Coder Social home page Coder Social logo

tlapusan / woodpecker Goto Github PK

View Code? Open in Web Editor NEW
8.0 1.0 0.0 4.22 MB

A python library used for tree structure interpretation.

License: MIT License

Jupyter Notebook 98.49% Python 1.51%
machine-learning sklearn scikit-learn decision-trees random-forest visualization

woodpecker's Introduction

Purpose

A python library used for model structure interpretation.
Right now the library contains logic for DecisionTreeClassifier, DecisionTreeRegression and RandomForestClassifier from scikit-learn. Next versions of the library will contain other types of algorithms, like RandomForestRegressor, XGboost.

Becoming a better machine learning engineer is important to understand more deeply the model structure and also to have an intuition of what is happening if we change the model inputs, how these will reflect in model performance. By model inputs we mean to add more data, add new features and to change model hyperparameters

This library was developed with two main ideas in mind :

  • help us better understand the model structure, the model results and based on this to properly choose others hyperparameter values, other set of features for the next iteration
  • to justify/explain the predictions of ML models both for technical and non technical people

How to install ?

pip install git+https://github.com/tlapusan/woodpecker.git

Usage example

Training example

The well known titanic dataset was chosen to show library capabilities.

features = ["Pclass", "Age", "Fare", "Sex_label", "Cabin_label", "Embarked_label"]
target = "Survived"

Let's see some descriptive statistics about training set.

train[features].describe()

Train the model

model = DecisionTreeClassifier(criterion="entropy", random_state=random_state, min_samples_split=20) model.fit(train[features], train[target])

Start using the library

dts = DecisionTreeStructure(model, train, features, target)

Visualize feature importance

You don't have to type all the code needed to extract feature importance, to map them to feature names and to sort them. Now, you just type this simple utility function.

dts.show_features_importance()

Visualize decision tree structure

Like in the above case, this function is also an utility function what wrap all the code needed to visualize decision tree structure using graphviz.

dts.show_decision_tree_structure()

Leaves impurity distribution

Impurity is a metric which shows how confident is your leaf prediction.
In case of entropy, impurity is a range of values between 0 and 1. 0 means that the leaf node is very confident about its predictions, 1 means the opposite.

The tree performance is directly influenced by each leaf performance. So it's very important to have a general overview of how leaves impurity look.

dts.show_leaf_impurity_distribution(bins=40, figsize=(20, 7))

Leaves sample distribution

Sample is a metric which shows how many examples from training set reached that node.
For a leaf is ideal to have an impurity very close to 0, but it's also equally important to have a significant set of samples reaching that leaf. If the set of samples is very small, could be a sign of outfitting for the leaf.
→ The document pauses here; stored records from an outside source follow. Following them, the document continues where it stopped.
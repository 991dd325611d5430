//! Single-file analysis pipeline.
//!
//! Stages run in a fixed order, each consuming the outputs of the ones
//! before it:
//! 1. structural extraction (fatal on syntax errors)
//! 2. relationship graph
//! 3. metrics (degrades to zeroed metrics on provider failure)
//! 4. duplicate detection
//! 5. cohesion
//! 6. issue detection
//! 7. clustering and refactor planning

use std::sync::Arc;
use std::time::Instant;

use tracing::{debug, info};

use crate::core::config::ModlensConfig;
use crate::core::errors::Result;
use crate::detectors::clone_detection::{DuplicateSet, SimilarityDetector};
use crate::detectors::cohesion::calculate_file_cohesion;
use crate::detectors::complexity::{CodeMetrics, FileMetrics, MetricsAdapter, MetricsProvider};
use crate::detectors::graph::RelationshipGraph;
use crate::detectors::refactoring::{
    cluster_functions, Issue, IssueContext, IssueDetector, RefactorPlanner, Suggestion,
};
use crate::lang::common::SourceFile;
use crate::lang::python::PythonAdapter;

/// Everything produced by one pipeline run.
#[derive(Debug, Clone)]
pub struct PipelineResult {
    /// Parsed file with extracted records and attached complexities
    pub file: SourceFile,
    /// Metrics stage output
    pub metrics: CodeMetrics,
    /// File summary used by the issue rules
    pub file_metrics: FileMetrics,
    pub graph: RelationshipGraph,
    pub duplicates: DuplicateSet,
    pub cohesion: f64,
    /// Issues sorted by severity
    pub issues: Vec<Issue>,
    /// Function clusters used for split suggestions
    pub clusters: Vec<Vec<String>>,
    /// One suggestion per issue, in issue order
    pub suggestions: Vec<Suggestion>,
}

/// Runs the analysis stages over one source text.
#[derive(Clone)]
pub struct AnalysisPipeline {
    config: ModlensConfig,
    metrics: MetricsAdapter,
    similarity: SimilarityDetector,
    detector: IssueDetector,
    planner: RefactorPlanner,
}

impl AnalysisPipeline {
    /// Create a pipeline using the tree-sitter metrics provider.
    pub fn new(config: ModlensConfig) -> Self {
        Self::with_metrics(config, MetricsAdapter::default())
    }

    /// Create a pipeline with a custom metrics provider.
    pub fn with_metrics_provider(config: ModlensConfig, provider: Arc<dyn MetricsProvider>) -> Self {
        Self::with_metrics(config, MetricsAdapter::new(provider))
    }

    fn with_metrics(config: ModlensConfig, metrics: MetricsAdapter) -> Self {
        Self {
            similarity: SimilarityDetector::new(config.similarity.clone()),
            detector: IssueDetector::new(config.thresholds.clone()),
            planner: RefactorPlanner::new(config.planner.clone()),
            metrics,
            config,
        }
    }

    pub fn config(&self) -> &ModlensConfig {
        &self.config
    }

    /// Analyze `source`, reporting `path` in diagnostics.
    pub fn run(&self, path: &str, source: &str) -> Result<PipelineResult> {
        let started = Instant::now();

        let mut adapter = PythonAdapter::with_config(self.config.extraction.clone())?;
        let mut file = adapter.parse_source(source, path)?;
        debug!(
            stage = "extraction",
            functions = file.function_count(),
            classes = file.class_count(),
            "Stage complete"
        );

        let graph = RelationshipGraph::build(&file.functions);
        debug!(stage = "relationships", entries = graph.len(), "Stage complete");

        let metrics = self.metrics.measure(&mut file);
        debug!(
            stage = "metrics",
            provider = self.metrics.provider_name(),
            sloc = metrics.raw.sloc,
            "Stage complete"
        );

        let duplicates = self.similarity.detect(&file.functions);
        debug!(stage = "similarity", pairs = duplicates.len(), "Stage complete");

        let cohesion = calculate_file_cohesion(file.function_count(), &graph);
        debug!(stage = "cohesion", cohesion, "Stage complete");

        let file_metrics =
            FileMetrics::assemble(&metrics, file.function_count(), file.class_count(), cohesion);
        let issues = self.detector.detect(&IssueContext {
            functions: &file.functions,
            class_count: file.class_count(),
            metrics: &file_metrics,
            graph: &graph,
            duplicates: &duplicates,
        });
        debug!(stage = "issues", issues = issues.len(), "Stage complete");

        let clusters = cluster_functions(&file.functions, &graph);
        let suggestions = self.planner.plan(&issues, &clusters);
        debug!(
            stage = "planning",
            clusters = clusters.len(),
            suggestions = suggestions.len(),
            "Stage complete"
        );

        info!(
            file = path,
            functions = file.function_count(),
            issues = issues.len(),
            elapsed_ms = started.elapsed().as_millis() as u64,
            "Analysis complete"
        );

        Ok(PipelineResult {
            file,
            metrics,
            file_metrics,
            graph,
            duplicates,
            cohesion,
            issues,
            clusters,
            suggestions,
        })
    }
}
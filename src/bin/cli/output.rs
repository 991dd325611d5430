//! Output Formatting and Display Functions
//!
//! Rendered formats come from the library's report generator; the `pretty`
//! format is a colored table view built here.

use std::path::Path;

use owo_colors::OwoColorize;
use tabled::{settings::Style as TableStyle, Table, Tabled};

use crate::cli::args::OutputFormat;
use modlens_rs::detectors::refactoring::Severity;
use modlens_rs::{AnalysisReport, ReportFormat, ReportGenerator};

/// Write or print the report in the requested format
pub fn emit_report(
    report: &AnalysisReport,
    format: OutputFormat,
    out: Option<&Path>,
) -> anyhow::Result<()> {
    let generator = ReportGenerator::new();

    match (format.report_format(), out) {
        (Some(report_format), Some(path)) => {
            generator.write_report(report, report_format, path)?;
            eprintln!("{} {}", "Report written to".bold(), path.display().cyan());
        }
        (Some(report_format), None) => {
            print!("{}", generator.render(report, report_format)?);
        }
        (None, Some(path)) => {
            display_report(report);
            generator.write_report(report, ReportFormat::Text, path)?;
            eprintln!("{} {}", "Summary written to".bold(), path.display().cyan());
        }
        (None, None) => display_report(report),
    }

    Ok(())
}

/// Display the report as colored tables
pub fn display_report(report: &AnalysisReport) {
    println!(
        "{} {}",
        "Modularity analysis:".bright_blue().bold(),
        report.file_path.cyan()
    );
    println!();

    #[derive(Tabled)]
    struct StatsRow {
        metric: String,
        value: String,
    }

    let stats_rows = vec![
        StatsRow {
            metric: "Source Lines".to_string(),
            value: report.sloc.to_string(),
        },
        StatsRow {
            metric: "Functions".to_string(),
            value: report.total_functions.to_string(),
        },
        StatsRow {
            metric: "Classes".to_string(),
            value: report.total_classes.to_string(),
        },
        StatsRow {
            metric: "Average Complexity".to_string(),
            value: format!("{:.2}", report.average_complexity),
        },
        StatsRow {
            metric: "Max Complexity".to_string(),
            value: report.max_complexity.to_string(),
        },
        StatsRow {
            metric: "Maintainability Index".to_string(),
            value: format!("{:.2}", report.maintainability),
        },
        StatsRow {
            metric: "Cohesion".to_string(),
            value: format!("{:.2}", report.cohesion),
        },
    ];

    let mut table = Table::new(stats_rows);
    table.with(TableStyle::rounded());
    println!("{}", table);
    println!();

    if report.results.is_empty() {
        println!("{}", "No modularity issues found.".bright_green().bold());
        return;
    }

    #[derive(Tabled)]
    struct IssueRow {
        severity: String,
        issue: String,
        action: String,
        steps: usize,
    }

    let issue_rows: Vec<IssueRow> = report
        .results
        .iter()
        .map(|suggestion| IssueRow {
            severity: severity_label(suggestion.issue.severity),
            issue: suggestion.issue.description.clone(),
            action: suggestion.action.title(),
            steps: suggestion.steps.len(),
        })
        .collect();

    println!(
        "{} {}",
        "Issues found:".bright_red().bold(),
        report.total_issues
    );
    let mut table = Table::new(issue_rows);
    table.with(TableStyle::rounded());
    println!("{}", table);
    println!();

    #[derive(Tabled)]
    struct FunctionRow {
        function: String,
        line: usize,
        complexity: u32,
        lines: usize,
    }

    let function_rows: Vec<FunctionRow> = report
        .most_complex_functions(5)
        .into_iter()
        .filter(|f| f.complexity > 0)
        .map(|f| FunctionRow {
            function: f.name.clone(),
            line: f.line,
            complexity: f.complexity,
            lines: f.lines,
        })
        .collect();

    if !function_rows.is_empty() {
        println!("{}", "Most complex functions:".bright_blue().bold());
        let mut table = Table::new(function_rows);
        table.with(TableStyle::rounded());
        println!("{}", table);
    }
}

fn severity_label(severity: Severity) -> String {
    let label = severity.as_str().to_uppercase();
    match severity {
        Severity::Critical => label.bright_red().bold().to_string(),
        Severity::High => label.red().to_string(),
        Severity::Medium => label.yellow().to_string(),
        Severity::Low => label.dimmed().to_string(),
    }
}

#[cfg(test)]
mod tests {
    use super::*;

    #[test]
    fn severity_labels_are_uppercase() {
        for severity in [Severity::Critical, Severity::High, Severity::Medium, Severity::Low] {
            let label = severity_label(severity);
            assert!(label.contains(&severity.as_str().to_uppercase()));
        }
    }

    #[test]
    fn only_pretty_uses_table_display() {
        assert_eq!(OutputFormat::Pretty.report_format(), None);
        assert_eq!(OutputFormat::Json.report_format(), Some(ReportFormat::Json));
        assert_eq!(OutputFormat::Text.report_format(), Some(ReportFormat::Text));
    }
}
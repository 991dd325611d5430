//! MCP (Model Context Protocol) JSON-RPC server implementation for modlens.
//!
//! Exposes single-file analysis as the `analyze_code` tool through JSON-RPC
//! 2.0 over stdin/stdout.

pub mod protocol;
pub mod server;
pub mod tools;
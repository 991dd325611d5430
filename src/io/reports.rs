//! Report rendering: JSON, YAML and the plain-text summary.

use std::fmt::Write as _;
use std::fs;
use std::path::Path;

use indexmap::IndexMap;
use serde::{Deserialize, Serialize};
use thiserror::Error;

use crate::api::results::AnalysisReport;
use crate::detectors::refactoring::planner::snake_to_title;
use crate::detectors::refactoring::{IssueDetails, Severity};
use crate::io::previews::generate_previews;

#[derive(Error, Debug)]
pub enum ReportError {
    #[error("IO error: {0}")]
    Io(#[from] std::io::Error),
    #[error("Serialization error: {0}")]
    Serialization(#[from] serde_json::Error),
    #[error("YAML error: {0}")]
    Yaml(#[from] serde_yaml::Error),
    #[error("Format error: {0}")]
    Format(#[from] std::fmt::Error),
}

/// Output format for a rendered report.
#[derive(Debug, Clone, Copy, PartialEq, Eq, Serialize, Deserialize)]
#[serde(rename_all = "lowercase")]
pub enum ReportFormat {
    Json,
    Yaml,
    Text,
}

const RULER_WIDTH: usize = 80;
const DETAIL_LIMIT: usize = 3;
const CALLER_LIMIT: usize = 3;

/// Renders [`AnalysisReport`]s.
#[derive(Debug, Clone)]
pub struct ReportGenerator {
    top_issues: usize,
    top_functions: usize,
    previews: usize,
}

impl Default for ReportGenerator {
    fn default() -> Self {
        Self {
            top_issues: 5,
            top_functions: 5,
            previews: 3,
        }
    }
}

impl ReportGenerator {
    pub fn new() -> Self {
        Self::default()
    }

    /// Number of suggestions whose previews are appended to the text summary.
    pub fn with_previews(mut self, count: usize) -> Self {
        self.previews = count;
        self
    }

    pub fn render(&self, report: &AnalysisReport, format: ReportFormat) -> Result<String, ReportError> {
        match format {
            ReportFormat::Json => Ok(serde_json::to_string_pretty(report)?),
            ReportFormat::Yaml => Ok(serde_yaml::to_string(report)?),
            ReportFormat::Text => self.render_summary(report),
        }
    }

    pub fn write_report<P: AsRef<Path>>(
        &self,
        report: &AnalysisReport,
        format: ReportFormat,
        path: P,
    ) -> Result<(), ReportError> {
        let path = path.as_ref();
        if let Some(parent) = path.parent() {
            if !parent.as_os_str().is_empty() {
                fs::create_dir_all(parent)?;
            }
        }
        fs::write(path, self.render(report, format)?)?;
        Ok(())
    }

    /// Human-readable summary of the report.
    pub fn render_summary(&self, report: &AnalysisReport) -> Result<String, ReportError> {
        let mut out = String::new();

        heading(&mut out, "FILE MODULARITY ANALYSIS SUMMARY")?;
        writeln!(out, "\nFile: {}", report.file_name)?;
        writeln!(out, "Path: {}", report.file_path)?;
        self.write_metrics(&mut out, report)?;

        writeln!(out, "\nTotal issues found: {}", report.total_issues)?;
        self.write_issue_counts(&mut out, report)?;

        heading(&mut out, "TOP ISSUES")?;
        self.write_top_issues(&mut out, report)?;

        heading(&mut out, "MOST COMPLEX FUNCTIONS")?;
        for (i, function) in report
            .most_complex_functions(self.top_functions)
            .into_iter()
            .enumerate()
        {
            if function.complexity > 0 {
                writeln!(
                    out,
                    "{}. {} - Complexity: {} (line {})",
                    i + 1,
                    function.name,
                    function.complexity,
                    function.line
                )?;
            }
        }

        heading(&mut out, "FUNCTION CALL GRAPH (Top 5 Most Called)")?;
        for (name, callers) in report.most_called_functions(self.top_functions) {
            if callers.is_empty() {
                continue;
            }
            writeln!(out, "\n{name}:")?;
            writeln!(
                out,
                "  Called by {} function(s): {}",
                callers.len(),
                callers
                    .iter()
                    .take(CALLER_LIMIT)
                    .map(String::as_str)
                    .collect::<Vec<_>>()
                    .join(", ")
            )?;
            if callers.len() > CALLER_LIMIT {
                writeln!(out, "  ... and {} more", callers.len() - CALLER_LIMIT)?;
            }
        }

        self.write_previews(&mut out, report)?;
        Ok(out)
    }

    fn write_metrics(&self, out: &mut String, report: &AnalysisReport) -> std::fmt::Result {
        let metrics = &report.metrics;
        writeln!(out, "\nFile Metrics:")?;
        writeln!(out, "  Lines of Code: {}", metrics.loc)?;
        writeln!(out, "  Source Lines: {}", metrics.sloc)?;
        writeln!(out, "  Functions: {}", metrics.function_count)?;
        writeln!(out, "  Classes: {}", metrics.class_count)?;
        writeln!(out, "  Average Complexity: {:.2}", metrics.average_complexity)?;
        writeln!(out, "  Max Complexity: {}", metrics.max_complexity)?;
        writeln!(out, "  Maintainability Index: {:.2}", metrics.maintainability_index)?;
        writeln!(out, "  Cohesion Score: {:.2}", metrics.cohesion)
    }

    fn write_issue_counts(&self, out: &mut String, report: &AnalysisReport) -> std::fmt::Result {
        writeln!(out, "\nIssues by severity:")?;
        for severity in [Severity::Critical, Severity::High, Severity::Medium, Severity::Low] {
            let count = report.issues().filter(|i| i.severity == severity).count();
            if count > 0 {
                writeln!(out, "  {}: {count}", severity.as_str().to_uppercase())?;
            }
        }

        let mut by_type: IndexMap<&str, usize> = IndexMap::new();
        for issue in report.issues() {
            *by_type.entry(issue.type_name()).or_default() += 1;
        }
        let mut by_type: Vec<_> = by_type.into_iter().collect();
        by_type.sort_by(|a, b| b.1.cmp(&a.1));

        writeln!(out, "\nIssues by type:")?;
        for (type_name, count) in by_type {
            writeln!(out, "  {}: {count}", snake_to_title(type_name))?;
        }
        Ok(())
    }

    fn write_top_issues(&self, out: &mut String, report: &AnalysisReport) -> std::fmt::Result {
        for (i, suggestion) in report.results.iter().take(self.top_issues).enumerate() {
            let issue = &suggestion.issue;
            writeln!(
                out,
                "\n{}. [{}] {}",
                i + 1,
                issue.severity.as_str().to_uppercase(),
                snake_to_title(issue.type_name())
            )?;
            writeln!(out, "   {}", issue.description)?;
            writeln!(out, "   Action: {}", suggestion.action.title())?;
            writeln!(out, "   Steps: {}", suggestion.steps.len())?;

            match &issue.details {
                IssueDetails::ComplexFunctions { functions } => {
                    writeln!(out, "   Complex functions:")?;
                    for f in functions.iter().take(DETAIL_LIMIT) {
                        writeln!(
                            out,
                            "     - {} (line {}, complexity: {})",
                            f.name, f.line, f.complexity
                        )?;
                    }
                }
                IssueDetails::InternalDuplication { duplicates, .. } => {
                    writeln!(out, "   Duplicate pairs:")?;
                    for pair in duplicates.iter().take(DETAIL_LIMIT) {
                        writeln!(
                            out,
                            "     - {} <-> {} ({:.1}% similar)",
                            pair.first,
                            pair.second,
                            pair.similarity * 100.0
                        )?;
                    }
                }
                IssueDetails::GodFunctions { functions } => {
                    writeln!(out, "   Long functions:")?;
                    for f in functions.iter().take(DETAIL_LIMIT) {
                        writeln!(out, "     - {} (line {}, {} lines)", f.name, f.line, f.lines)?;
                    }
                }
                _ => {}
            }
        }
        Ok(())
    }

    fn write_previews(&self, out: &mut String, report: &AnalysisReport) -> std::fmt::Result {
        if self.previews == 0 || report.results.is_empty() {
            return Ok(());
        }

        heading(out, "REFACTORING PREVIEWS")?;
        for (i, suggestion) in report.results.iter().take(self.previews).enumerate() {
            let previews = generate_previews(suggestion);
            if previews.is_empty() {
                continue;
            }
            writeln!(out, "\n--- Preview {}: {} ---", i + 1, suggestion.action.title())?;
            for preview in previews {
                out.push_str(&preview.diff);
            }
        }
        Ok(())
    }
}

fn heading(out: &mut String, title: &str) -> std::fmt::Result {
    let ruler = "=".repeat(RULER_WIDTH);
    writeln!(out, "\n{ruler}\n{title}\n{ruler}")
}
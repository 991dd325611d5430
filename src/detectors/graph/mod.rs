//! Intra-file call relationships between extracted functions.
//!
//! The graph is an insertion-ordered map from function name to an owned
//! [`RelationshipEntry`], built in three ordered passes:
//! 1. copy each function's outgoing call list,
//! 2. derive `called_by` from calls that name a function defined in the file,
//! 3. link every pair of functions sharing at least [`MIN_SHARED_CALLS`]
//!    call targets as `related`.
//!
//! Calls match by literal name only. Aliases, attribute chains and dynamic
//! dispatch are not resolved.

use std::collections::HashSet;

use indexmap::IndexMap;
use serde::{Deserialize, Serialize};
use tracing::debug;

use crate::lang::common::FunctionRecord;

/// Number of shared call targets that makes two functions related.
pub const MIN_SHARED_CALLS: usize = 2;

/// Relationships of one function name.
#[derive(Debug, Clone, Default, PartialEq, Eq, Serialize, Deserialize)]
pub struct RelationshipEntry {
    /// Outgoing call names, one per call site
    pub calls: Vec<String>,
    /// Callers defined in this file, one per call site
    pub called_by: Vec<String>,
    /// Functions sharing at least two call targets, one entry per related
    /// pair of definitions (symmetric)
    pub related: Vec<String>,
}

/// Call graph over the functions of one file.
#[derive(Debug, Clone, Default, PartialEq, Serialize, Deserialize)]
#[serde(transparent)]
pub struct RelationshipGraph {
    entries: IndexMap<String, RelationshipEntry>,
}

impl RelationshipGraph {
    /// Build the relationship graph for a function list.
    ///
    /// Functions sharing a name share one entry; later definitions append
    /// their calls to it. Related links are made per pair of definitions, so
    /// same-named definitions with common call targets link to their own name.
    pub fn build(functions: &[FunctionRecord]) -> Self {
        let mut entries: IndexMap<String, RelationshipEntry> =
            IndexMap::with_capacity(functions.len());

        for function in functions {
            entries
                .entry(function.name.clone())
                .or_default()
                .calls
                .extend(function.calls.iter().cloned());
        }

        for function in functions {
            for call in &function.calls {
                if let Some(callee) = entries.get_mut(call) {
                    callee.called_by.push(function.name.clone());
                }
            }
        }

        let call_sets: Vec<HashSet<&str>> = functions
            .iter()
            .map(|f| f.calls.iter().map(String::as_str).collect())
            .collect();

        let mut related_pairs = 0usize;
        for (i, first) in functions.iter().enumerate() {
            for (j, second) in functions.iter().enumerate().skip(i + 1) {
                let shared = call_sets[i].intersection(&call_sets[j]).count();
                if shared < MIN_SHARED_CALLS {
                    continue;
                }
                related_pairs += 1;
                if let Some(entry) = entries.get_mut(&first.name) {
                    entry.related.push(second.name.clone());
                }
                if let Some(entry) = entries.get_mut(&second.name) {
                    entry.related.push(first.name.clone());
                }
            }
        }

        debug!(
            functions = entries.len(),
            related_pairs, "Built relationship graph"
        );

        Self { entries }
    }

    /// Entry for a function name.
    pub fn get(&self, name: &str) -> Option<&RelationshipEntry> {
        self.entries.get(name)
    }

    /// Callers of `name`, empty when the name is unknown.
    pub fn callers_of(&self, name: &str) -> &[String] {
        self.entries
            .get(name)
            .map(|entry| entry.called_by.as_slice())
            .unwrap_or(&[])
    }

    /// Related functions of `name`, empty when the name is unknown.
    pub fn related_to(&self, name: &str) -> &[String] {
        self.entries
            .get(name)
            .map(|entry| entry.related.as_slice())
            .unwrap_or(&[])
    }

    /// Entries in first-definition order.
    pub fn iter(&self) -> impl Iterator<Item = (&String, &RelationshipEntry)> {
        self.entries.iter()
    }

    /// Number of distinct function names.
    pub fn len(&self) -> usize {
        self.entries.len()
    }

    /// Whether the graph has no functions.
    pub fn is_empty(&self) -> bool {
        self.entries.is_empty()
    }

    /// Sum of `called_by` and `related` lengths over all entries.
    pub fn relationship_degree(&self) -> usize {
        self.entries
            .values()
            .map(|entry| entry.called_by.len() + entry.related.len())
            .sum()
    }
}
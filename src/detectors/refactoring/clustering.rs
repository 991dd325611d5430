//! Greedy grouping of functions into candidate modules.

use std::collections::HashSet;

use crate::detectors::graph::RelationshipGraph;
use crate::lang::common::FunctionRecord;

/// Partition the distinct function names into clusters.
///
/// Walking the function list in order, each unassigned name seeds a cluster
/// and pulls in its unassigned `related` functions (one hop only). Names
/// left over are appended to the first cluster, or form one cluster when
/// there is none. `related` names that are not functions of the file are
/// ignored, so every distinct name lands in exactly one cluster.
pub fn cluster_functions(
    functions: &[FunctionRecord],
    graph: &RelationshipGraph,
) -> Vec<Vec<String>> {
    let known: HashSet<&str> = functions.iter().map(|f| f.name.as_str()).collect();
    let mut assigned: HashSet<&str> = HashSet::with_capacity(known.len());
    let mut clusters: Vec<Vec<String>> = Vec::new();

    for function in functions {
        let seed = function.name.as_str();
        if !assigned.insert(seed) {
            continue;
        }

        let mut cluster = vec![seed.to_string()];
        for related in graph.related_to(seed) {
            if let Some(&name) = known.get(related.as_str()) {
                if assigned.insert(name) {
                    cluster.push(name.to_string());
                }
            }
        }
        clusters.push(cluster);
    }

    let mut leftovers: Vec<String> = Vec::new();
    for function in functions {
        let name = function.name.as_str();
        if assigned.insert(name) {
            leftovers.push(name.to_string());
        }
    }
    if !leftovers.is_empty() {
        match clusters.first_mut() {
            Some(first) => first.extend(leftovers),
            None => clusters.push(leftovers),
        }
    }

    clusters
}

#[cfg(test)]
mod tests {
    use super::*;

    fn function(name: &str, calls: &[&str]) -> FunctionRecord {
        FunctionRecord {
            name: name.to_string(),
            start_line: 1,
            end_line: 2,
            parameters: Vec::new(),
            calls: calls.iter().map(|c| c.to_string()).collect(),
            has_return: false,
            is_private: false,
            source: format!("def {name}():\n    pass"),
            decorators: Vec::new(),
            complexity: 1,
        }
    }

    fn clusters_of(functions: &[FunctionRecord]) -> Vec<Vec<String>> {
        cluster_functions(functions, &RelationshipGraph::build(functions))
    }

    #[test]
    fn empty_input_has_no_clusters() {
        assert!(clusters_of(&[]).is_empty());
    }

    #[test]
    fn unrelated_functions_are_singletons() {
        let clusters = clusters_of(&[function("a", &[]), function("b", &[])]);
        assert_eq!(clusters, vec![vec!["a"], vec!["b"]]);
    }

    #[test]
    fn related_functions_join_the_seed_cluster() {
        let clusters = clusters_of(&[
            function("read", &["open", "close"]),
            function("other", &[]),
            function("write", &["open", "close"]),
        ]);
        assert_eq!(clusters, vec![vec!["read", "write"], vec!["other"]]);
    }

    #[test]
    fn expansion_is_one_hop() {
        // a~b and b~c are related but a and c share only one target
        let clusters = clusters_of(&[
            function("a", &["p", "q"]),
            function("b", &["p", "q", "r", "s"]),
            function("c", &["r", "s"]),
        ]);
        assert_eq!(clusters, vec![vec!["a", "b"], vec!["c"]]);
    }

    #[test]
    fn duplicate_names_appear_once() {
        let clusters = clusters_of(&[
            function("run", &[]),
            function("run", &[]),
            function("stop", &[]),
        ]);
        assert_eq!(clusters, vec![vec!["run"], vec!["stop"]]);
    }
}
That's why is important to look both at leaves impurity (previous plot) and samples to get a better understanding of tree performance.

dts.show_leaf_samples_distribution(bins=40, figsize=(20, 7))

Individual leaves metrics

There could be the case when we want to investigate individual leaf behavior.
We could analyze leaves with very good, medium or very low performance.

plt.figure(figsize=(40,30))
plt.subplot(3,1,1)
dts.show_leaf_impurity()

plt.subplot(3,1,2)
dts.show_leaf_samples()

plt.subplot(3,1,3) dts.show_leaf_samples_by_class()

Get node samples

This function return a dataframe with all training samples reaching a node. After looking at individual leaves metrics, we can see that there are some interesting leaves. For example the leaf 19 has impurity 0, a lot of samples and all people survived (survived=1) Getting the samples from such a leaf can help us to discover patterns in data or to discover why a leaf has good/bad performance.

dts.get_node_samples(node_id=19)[features + [target]].describe()

We can see that majority of people were from a high social economic status (Pclass = 1), most of them were young to mid age, bought an expensive ticket (mean(Fare) from training is 32) and are all women.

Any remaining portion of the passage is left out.